AGENDA CULTURAL

22.1.11

Os dois lados do espelho


Conheça a trajetória de Fausto Nilo, arquiteto responsável por grandes obras e também autor de pelo menos 80 das canções mais conhecidas da música brasileira contemporânea


Revista Forum
Por Pedro Alexandre Sanches

Fausto Nilo
Quando anda pela rua, passa por construções que ele mesmo projetou. Quando anda pela rua, escuta no ar letras de canções que ele mesmo escreveu. Fausto Nilo é conhecido pessoalmente por poucos de seus conterrâneos, mesmo estando esparramado pelo chão e pelo ar do Brasil. A discrição oculta e protege uma trajetória caudalosa, seja na profissão oficial, diplomada, de arquiteto e urbanista, ou na carreira paralela, como compositor popular.

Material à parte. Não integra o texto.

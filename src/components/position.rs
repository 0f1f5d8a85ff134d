//! World-space position component.

use glam::Vec3;

/// World-space position of an entity.
#[derive(Clone, Copy, Debug, Default, PartialEq)]
pub struct Position {
    pub x: f32,
    pub y: f32,
    pub z: f32,
}

impl Position {
    pub fn new(x: f32, y: f32, z: f32) -> Self {
        Self { x, y, z }
    }

    pub fn set(&mut self, x: f32, y: f32, z: f32) {
        self.x = x;
        self.y = y;
        self.z = z;
    }

    pub fn vec3(&self) -> Vec3 {
        Vec3::new(self.x, self.y, self.z)
    }
}

impl From<Vec3> for Position {
    fn from(v: Vec3) -> Self {
        Self::new(v.x, v.y, v.z)
    }
}

#[cfg(test)]
mod tests {
    use super::*;

    #[test]
    fn test_set_overwrites_all_axes() {
        let mut pos = Position::new(1.0, 2.0, 3.0);
        pos.set(4.0, 5.0, 6.0);
        assert_eq!(pos, Position::new(4.0, 5.0, 6.0));
    }

    #[test]
    fn test_vec3_round_trip() {
        let pos = Position::from(Vec3::new(1.5, -2.0, 0.25));
        assert_eq!(pos.vec3(), Vec3::new(1.5, -2.0, 0.25));
    }
}
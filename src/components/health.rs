//! Health component with clamped damage and heal operations.
//!
//! The invariant `0 <= current <= max` is maintained by [`Health::damage`]
//! and [`Health::heal`]; fields are read-only to keep mutation on those two
//! paths.

/// Current and maximum health of an entity.
#[derive(Clone, Copy, Debug, PartialEq)]
pub struct Health {
    current: f32,
    max: f32,
}

impl Health {
    /// Create a health pool, clamping `current` into `[0, max]`.
    pub fn new(current: f32, max: f32) -> Self {
        let max = max.max(0.0);
        Self {
            current: current.clamp(0.0, max),
            max,
        }
    }

    /// Create a full health pool.
    pub fn full(max: f32) -> Self {
        Self::new(max, max)
    }

    pub fn current(&self) -> f32 {
        self.current
    }

    pub fn max(&self) -> f32 {
        self.max
    }

    /// Reduce current health, clamped at zero.
    pub fn damage(&mut self, amount: f32) {
        self.current = (self.current - amount).max(0.0);
    }

    /// Restore current health, clamped at max.
    pub fn heal(&mut self, amount: f32) {
        self.current = (self.current + amount).min(self.max);
    }

    pub fn is_dead(&self) -> bool {
        self.current <= 0.0
    }
}

impl Default for Health {
    fn default() -> Self {
        Self::full(100.0)
    }
}

#[cfg(test)]
mod tests {
    use super::*;

    #[test]
    fn test_new_clamps_current_into_range() {
        let health = Health::new(150.0, 100.0);
        assert_eq!(health.current(), 100.0);
        let health = Health::new(-10.0, 100.0);
        assert_eq!(health.current(), 0.0);
    }

    #[test]
    fn test_damage_clamps_at_zero() {
        let mut health = Health::full(50.0);
        health.damage(80.0);
        assert_eq!(health.current(), 0.0);
        assert!(health.is_dead());
    }

    #[test]
    fn test_heal_clamps_at_max() {
        let mut health = Health::new(10.0, 50.0);
        health.heal(100.0);
        assert_eq!(health.current(), 50.0);
        assert!(!health.is_dead());
    }

    #[test]
    fn test_damage_then_heal_partial() {
        let mut health = Health::full(100.0);
        health.damage(30.0);
        health.heal(10.0);
        assert_eq!(health.current(), 80.0);
    }
}
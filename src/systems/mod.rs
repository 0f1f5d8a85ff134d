//! Concrete ECS systems.
//!
//! Submodules overview:
//! - [`movement`] – integrate entity positions from velocities and elapsed time

pub mod movement;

Na segunda profissão, esse cearense de Quixeramobim, hoje com 66 anos, calcula ter escrito em torno de 400 canções em 38 anos, 80 delas amplamente conhecidas. Deu letra a melodias de músicos tão diversos quanto Raimundo Fagner, Moraes Moreira, Baby Consuelo, Lulu Santos, Ritchie e Zeca Baleiro. As vozes de Núbia Lafayette, Nara Leão, Gal Costa, Ney Matogrosso, Elba Ramalho, Maria Bethânia, Simone e Fábio Jr. são algumas das que frequentaram seus versos. Ilustre anônimo quando anda livremente por aí, é respeitado o suficiente para ter merecido, no final de 2010, o disco-homenagem Quando Fevereiro Chegar – Uma Lírica de Fausto Nilo (Biscoito Fino). Ali, 12 de seus temas mais populares são reinterpretados por Elza Soares, Caetano Veloso, Carlinhos Brown, Fernanda Takai, Jorge Vercillo e outros.

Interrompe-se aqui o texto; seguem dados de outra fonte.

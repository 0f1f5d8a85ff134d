//! Simulation facade.
//!
//! [`Simulation`] owns the ECS world, the physics engine, the character
//! controller and the camera rig, and advances them in a fixed order once
//! per tick. The host feeds it wall-clock timestamps and input snapshots
//! and reads back render updates; nothing inside renders or blocks.

use glam::Vec3;
use log::debug;
use rustc_hash::FxHashMap;

use crate::camera::CameraController;
use crate::character::CharacterController;
use crate::config::SimConfig;
use crate::ecs::{ComponentKind, EntityId, Signature, World};
use crate::input::InputSnapshot;
use crate::physics::PhysicsEngine;
use crate::systems::movement::MovementSystem;

/// Position of one renderable entity, keyed by its render handle.
#[derive(Clone, Copy, Debug, PartialEq)]
pub struct RenderUpdate {
    pub handle: u64,
    pub position: Vec3,
}

/// Top-level simulation state.
///
/// Tick order is fixed: input steers the character target, the character
/// eases toward it, ECS systems run, physics integrates and resolves,
/// bound entity positions are synced from their bodies, and finally the
/// camera follows the character. Physics owns the position of any entity
/// bound to a body.
pub struct Simulation {
    world: World,
    physics: PhysicsEngine,
    character: CharacterController,
    camera: CameraController,
    movement_speed: f32,
    /// Entity to physics-body bindings; the body position wins each tick.
    bindings: FxHashMap<EntityId, String>,
    last_time: Option<f64>,
}

impl Simulation {
    pub fn new(config: &SimConfig) -> Self {
        let mut world = World::new();
        world.add_system(Box::new(MovementSystem));
        Self {
            world,
            physics: PhysicsEngine::new(config.physics.gravity),
            character: CharacterController::new(config.movement),
            camera: CameraController::new(config.camera, config.controls),
            movement_speed: config.movement.speed,
            bindings: FxHashMap::default(),
            last_time: None,
        }
    }

    /// Bind an entity's `Position` component to a physics body.
    ///
    /// After every physics step the body position is copied into the
    /// component, overwriting whatever ECS systems wrote there.
    pub fn bind_body(&mut self, entity: EntityId, body_id: impl Into<String>) {
        let body_id = body_id.into();
        debug!("bound {entity} to physics body '{body_id}'");
        self.bindings.insert(entity, body_id);
    }

    pub fn unbind_body(&mut self, entity: EntityId) {
        self.bindings.remove(&entity);
    }

    /// Advance the whole simulation to wall-clock time `now` (seconds).
    pub fn tick(&mut self, now: f64, input: InputSnapshot) {
        // Same clock rule as the ECS world: first tick is zero-length and
        // a backwards clock is treated as no elapsed time.
        let dt = match self.last_time {
            Some(last) => ((now - last).max(0.0)) as f32,
            None => 0.0,
        };
        self.last_time = Some(now);

        if !input.is_neutral() {
            let position = self.character.position();
            // Screen-space up is world -Z from the default camera framing.
            self.character.set_target_position(
                position.x + input.x * self.movement_speed,
                0.0,
                position.z - input.y * self.movement_speed,
            );
        }
        self.character.update();

        self.world.update(now);
        self.physics.update(dt);
        self.sync_bound_positions();

        self.camera.update(self.character.position());
    }

    /// Copy each bound body's position into its entity's `Position`.
    fn sync_bound_positions(&mut self) {
        for (&entity, body_id) in &self.bindings {
            let Some(body) = self.physics.body(body_id) else {
                continue;
            };
            let position = body.position;
            if let Some(component) = self.world.store_mut().position_mut(entity) {
                component.set(position.x, position.y, position.z);
            }
        }
    }

    /// Positions of every entity carrying both a render handle and a
    /// position, for the render layer to consume.
    pub fn render_updates(&self) -> Vec<RenderUpdate> {
        let signature = Signature::of(&[ComponentKind::Position, ComponentKind::Render]);
        self.world
            .entities_with(signature)
            .into_iter()
            .filter_map(|id| {
                let store = self.world.store();
                let handle = store.render_handle(id)?.handle;
                let position = store.position(id)?;
                Some(RenderUpdate {
                    handle,
                    position: position.vec3(),
                })
            })
            .collect()
    }

    pub fn world(&self) -> &World {
        &self.world
    }

    pub fn world_mut(&mut self) -> &mut World {
        &mut self.world
    }

    pub fn physics(&self) -> &PhysicsEngine {
        &self.physics
    }

    pub fn physics_mut(&mut self) -> &mut PhysicsEngine {
        &mut self.physics
    }

    pub fn character(&self) -> &CharacterController {
        &self.character
    }

    pub fn character_mut(&mut self) -> &mut CharacterController {
        &mut self.character
    }

    pub fn camera(&self) -> &CameraController {
        &self.camera
    }

    pub fn camera_mut(&mut self) -> &mut CameraController {
        &mut self.camera
    }
}

#[cfg(test)]
mod tests {
    use super::*;
    use crate::components::position::Position;
    use crate::components::renderhandle::RenderHandle;
    use crate::input::InputSource;
    use crate::physics::PhysicsBody;

    fn neutral() -> InputSnapshot {
        InputSnapshot::default()
    }

    fn forward() -> InputSnapshot {
        InputSnapshot {
            x: 0.0,
            y: 1.0,
            source: InputSource::Keyboard,
        }
    }

    #[test]
    fn test_forward_input_moves_character_minus_z() {
        let mut sim = Simulation::new(&SimConfig::new());
        sim.tick(0.0, forward());
        for i in 1..120 {
            sim.tick(i as f64 / 60.0, forward());
        }
        assert!(sim.character().position().z < 0.0);
        assert_eq!(sim.character().position().x, 0.0);
    }

    #[test]
    fn test_neutral_input_keeps_character_still() {
        let mut sim = Simulation::new(&SimConfig::new());
        for i in 0..10 {
            sim.tick(i as f64 / 60.0, neutral());
        }
        assert_eq!(sim.character().position(), Vec3::ZERO);
    }

    #[test]
    fn test_bound_entity_tracks_physics_body() {
        let mut sim = Simulation::new(&SimConfig::new());
        let entity = sim.world_mut().create_entity();
        sim.world_mut().add_component(entity, Position::default());
        sim.physics_mut()
            .add_body(
                PhysicsBody::new("ball", Vec3::new(0.0, 10.0, 0.0), 0.5)
                    .with_velocity(Vec3::new(1.0, 0.0, 0.0)),
            )
            .unwrap();
        sim.bind_body(entity, "ball");

        sim.tick(0.0, neutral());
        sim.tick(1.0, neutral());

        let body_position = sim.physics().body("ball").unwrap().position;
        let component = *sim.world().store().position(entity).unwrap();
        assert_eq!(component.vec3(), body_position);
        // Gravity pulled the body down, so the sync really happened.
        assert!(component.y < 10.0);
    }

    #[test]
    fn test_render_updates_cover_renderable_entities_only() {
        let mut sim = Simulation::new(&SimConfig::new());
        let renderable = sim.world_mut().create_entity();
        sim.world_mut()
            .add_component(renderable, Position::new(1.0, 2.0, 3.0));
        sim.world_mut()
            .add_component(renderable, RenderHandle::new(7));
        let bare = sim.world_mut().create_entity();
        sim.world_mut().add_component(bare, Position::default());

        let updates = sim.render_updates();
        assert_eq!(updates.len(), 1);
        assert_eq!(updates[0].handle, 7);
        assert_eq!(updates[0].position, Vec3::new(1.0, 2.0, 3.0));
    }

    #[test]
    fn test_camera_trails_the_character() {
        let mut sim = Simulation::new(&SimConfig::new());
        for i in 0..600 {
            sim.tick(i as f64 / 60.0, forward());
        }
        let pose = sim.camera().pose();
        let character = sim.character().position();
        assert_eq!(pose.look_at, character + Vec3::new(0.0, 1.0, 0.0));
        // Behind and above in follow mode.
        assert!(pose.position.y > character.y);
        assert!(pose.position.z > character.z);
    }

    #[test]
    fn test_unbind_stops_position_sync() {
        let mut sim = Simulation::new(&SimConfig::new());
        let entity = sim.world_mut().create_entity();
        sim.world_mut().add_component(entity, Position::default());
        sim.physics_mut()
            .add_body(PhysicsBody::new("b", Vec3::new(0.0, 10.0, 0.0), 0.5))
            .unwrap();
        sim.bind_body(entity, "b");
        sim.unbind_body(entity);

        sim.tick(0.0, neutral());
        sim.tick(1.0, neutral());

        assert_eq!(
            sim.world().store().position(entity).unwrap().vec3(),
            Vec3::ZERO
        );
    }
}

A identidade dupla o torna, talvez, um arquiteto de canções, e/ou um compositor de edifícios públicos. Não é imediata a compreensão de como cada uma de suas profissões interfere na outra, mas as duas linhas paralelas devem se cruzar em algum lugar, nem que seja no infinito. “Sempre fui muito rigoroso para não tornar a canção um texto intelectual, racional. Uma canção precisa ser boa de cantar”, explica o morador de Fortaleza durante uma visita a São Paulo, não muito distante da estação Santa Cecília do metrô, que ajudou a projetar, e das estações Marechal Deodoro e Consolação, cujos anteprojetos tiveram sua participação.

Fausto prossegue, dos dois lados do espelho. “Tem momentos de uma melodia que, se você não aproveitar com a frase ou a palavra adequada, acabou. Por melhor que seja, não vai acontecer nada. No urbanismo, uma esquina seria o importante. Se naquela esquina o café não está bem configurado e visível, aquele bairro naquele pedaço fica deprimido, já não vai ser legal. A mesma coisa é a relação de palavras com a melodia para formar uma canção”.

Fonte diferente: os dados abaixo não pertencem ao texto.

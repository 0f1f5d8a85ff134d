//! Movement system.
//!
//! Integrates [`Position`](crate::components::position::Position) from
//! [`Velocity`](crate::components::velocity::Velocity) once per tick for
//! every entity in its working set.

use crate::ecs::component::{ComponentKind, Signature};
use crate::ecs::entity::EntityId;
use crate::ecs::system::System;
use crate::ecs::world::ComponentStore;

/// Applies `position += velocity * dt` to entities carrying both components.
pub struct MovementSystem;

impl System for MovementSystem {
    fn signature(&self) -> Signature {
        Signature::of(&[ComponentKind::Position, ComponentKind::Velocity])
    }

    fn update(&mut self, store: &mut ComponentStore, members: &[EntityId], dt: f32) {
        for &id in members {
            let Some(velocity) = store.velocity(id).copied() else {
                continue;
            };
            if let Some(position) = store.position_mut(id) {
                position.x += velocity.x * dt;
                position.y += velocity.y * dt;
                position.z += velocity.z * dt;
            }
        }
    }
}

#[cfg(test)]
mod tests {
    use super::*;
    use crate::components::position::Position;
    use crate::components::velocity::Velocity;
    use crate::ecs::world::World;

    const EPSILON: f32 = 1e-6;

    fn approx_eq(a: f32, b: f32) -> bool {
        (a - b).abs() < EPSILON
    }

    #[test]
    fn test_velocity_integrates_into_position() {
        let mut world = World::new();
        world.add_system(Box::new(MovementSystem));
        let entity = world.create_entity();
        world.add_component(entity, Position::new(0.0, 0.0, 0.0));
        world.add_component(entity, Velocity::new(1.0, 0.0, 0.0));

        world.update(0.0); // dt 0 on the first tick
        world.update(1.0);

        let position = world.store().position(entity).unwrap();
        assert!(approx_eq(position.x, 1.0));
        assert!(approx_eq(position.y, 0.0));
        assert!(approx_eq(position.z, 0.0));
    }

    #[test]
    fn test_fractional_delta_scales_displacement() {
        let mut world = World::new();
        world.add_system(Box::new(MovementSystem));
        let entity = world.create_entity();
        world.add_component(entity, Position::new(2.0, 0.0, -1.0));
        world.add_component(entity, Velocity::new(10.0, -4.0, 2.0));

        world.update(0.0);
        world.update(0.25);

        let position = world.store().position(entity).unwrap();
        assert!(approx_eq(position.x, 4.5));
        assert!(approx_eq(position.y, -1.0));
        assert!(approx_eq(position.z, -0.5));
    }

    #[test]
    fn test_entity_without_velocity_is_untouched() {
        let mut world = World::new();
        world.add_system(Box::new(MovementSystem));
        let entity = world.create_entity();
        world.add_component(entity, Position::new(3.0, 3.0, 3.0));

        world.update(0.0);
        world.update(1.0);

        let position = world.store().position(entity).unwrap();
        assert!(approx_eq(position.x, 3.0));
    }
}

A mistura de fama com anonimato lhe tem proporcionado experiências ímpares, como a que descreve como a mais “impressionante” que viveu, em 1980, quando Moraes Moreira invadiu o carnaval baiano sob seus versos cearenses, em “Chão da Praça” (“tem que dançar a dança/ que a nossa dor balança o chão da praça”): “Cheguei a Salvador na sexta-feira de carnaval, fiquei no hotel São Bento, perto da praça Castro Alves. Meu quarto era de frente para a rua. Eu estava sonhando que estava na Bahia com um carnaval qualquer passando com a minha música. Quando acordei, era realidade. Saí de chinelo e bermuda, era uma caminhonetezinha do subúrbio, com alto-falantes. Fui atrás da minha música”.

De modo análogo, o relativo anonimato permitiu vivências avessas a essa, como uma proporcionada por “Coisa Acesa” (1982), também difundida pela voz de Moraes. “Estava na gravadora com o diretor, Mariozinho Rocha, chegou Beto Guedes, que eu não conhecia. Tocou “Coisa Acesa”, e de repente Beto diz: ‘Que música chata, essa porra toca no rádio, eu não aguento essa merda’. Mariozinho falou: ‘Cara, este aqui é o autor da letra’. Ele pediu desculpas, eu disse: ‘Não, cara, não se preocupe, todo mundo acha a música dos outros boa ou ruim’. Me abraçou, foi momento de sinceridade livre”, ri. “Chega, nego, nego, nego, nego, nego, para/ chega, nego, nego, nego, nego, teu chamego para mim/ tudo que me dá sossego é assim/ chega, nego, nego, nego, vem pra mim”, martelavam então as ondas do rádio, em compasso de frevo elétrico.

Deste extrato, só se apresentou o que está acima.